■ Collected data:
☆ ☆ ☆ ☆ ☆

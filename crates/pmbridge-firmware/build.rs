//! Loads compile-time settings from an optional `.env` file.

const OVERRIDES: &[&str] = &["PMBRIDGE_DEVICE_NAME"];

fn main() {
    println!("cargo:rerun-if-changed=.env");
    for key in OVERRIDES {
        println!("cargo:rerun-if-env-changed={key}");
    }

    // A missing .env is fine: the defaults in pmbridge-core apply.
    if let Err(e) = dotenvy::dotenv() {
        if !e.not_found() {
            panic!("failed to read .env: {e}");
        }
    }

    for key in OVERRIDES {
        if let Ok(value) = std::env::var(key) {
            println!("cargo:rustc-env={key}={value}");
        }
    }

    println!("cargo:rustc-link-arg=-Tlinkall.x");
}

☆ ☆ ☆ ☆ ☆

■ TASK GOAL:
Whenever the string "println" shows up in a line of the records, copy that line.

■ EXERCISE RESULT:
    println!("cargo:rerun-if-changed=.env");
        println!("cargo:rerun-if-env-changed={key}");
            println!("cargo:rustc-env={key}={value}");
    println!("cargo:rustc-link-arg=-Tlinkall.x");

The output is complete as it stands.